Did you know most of us are born lactose tolerant?
This is how almost all babies can drink breast milk without any stomach upset.
But then some time in early childhood genetics would take over and most of us would become lactose intolerant.
At least that is the way it used to be.
Somewhere along the way, a substantial portion of us started being able to ingest lactose-rich foods — milk, cheeses, etc. — without problems.
The question of how and why that happened is examined by writer Haley Weiss in The Atlantic.
People like to say that you are what you eat, but the truth is more like this: In the broad course of human history, we become what we eat. The contents of our ancestors’ dinner tables have slowly but surely left their signatures in the human genome. Learning to cook and soften our food was likely the major driver of our teeth shrinking during the Neolithic age. The lightening of Europeans’ skin is in part a product of dietary changes associated with farming.
The genes that let some adults drink milk with no attendant tummy troubles—a trait commonly called lactose tolerance—are a different story. A few different alleles, or versions of genes that influence a particular trait, can make for comfortable dairy consumption, and they’re all known for their unusually speedy spread.

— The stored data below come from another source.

//! Notification model.

use chrono::{DateTime, Utc};
use serde::{Deserialize, Serialize};

#[derive(Debug, Clone, Copy, Serialize, Deserialize, PartialEq, Eq)]
#[serde(rename_all = "snake_case")]
pub enum NotificationType {
    MeetingReminder,
    CriticalMessage,
    TaskDeadline,
    TaskCompleted,
    DailySummary,
}

/// An entry in the notification feed, kept most-recent-first.
#[derive(Debug, Clone, Serialize, Deserialize, PartialEq)]
#[serde(rename_all = "camelCase")]
pub struct Notification {
    pub id: String,
    #[serde(rename = "type")]
    pub kind: NotificationType,
    pub title: String,
    pub message: String,
    pub timestamp: DateTime<Utc>,
    pub is_read: bool,
    #[serde(skip_serializing_if = "Option::is_none")]
    pub action_url: Option<String>,
    #[serde(skip_serializing_if = "Option::is_none")]
    pub context_briefing: Option<String>,
}

impl Notification {
    /// Notification raised when a task is moved to done.
    pub fn task_completed(task_title: &str, now: DateTime<Utc>) -> Self {
        Self {
            id: format!("n-{}", now.timestamp_millis()),
            kind: NotificationType::TaskCompleted,
            title: "Task Completed".to_string(),
            message: format!("\"{}\" has been completed", task_title),
            timestamp: now,
            is_read: false,
            action_url: None,
            context_briefing: None,
        }
    }
}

A new study mapping European milk consumption throughout history suggests that humans owe the quick proliferation of lactose tolerance to a legacy of famine and disease that began thousands of years after we became dairy fiends. In other words, lactose-intolerant people have been throwing back dairy for thousands and thousands of years.
But whereas I think moaning to my boyfriend about my hot-girl tummy issues is just the sign of a tasty, tasty meal, our lactose-intolerant ancestors were more likely putting themselves through the digestive wringer just so they could survive.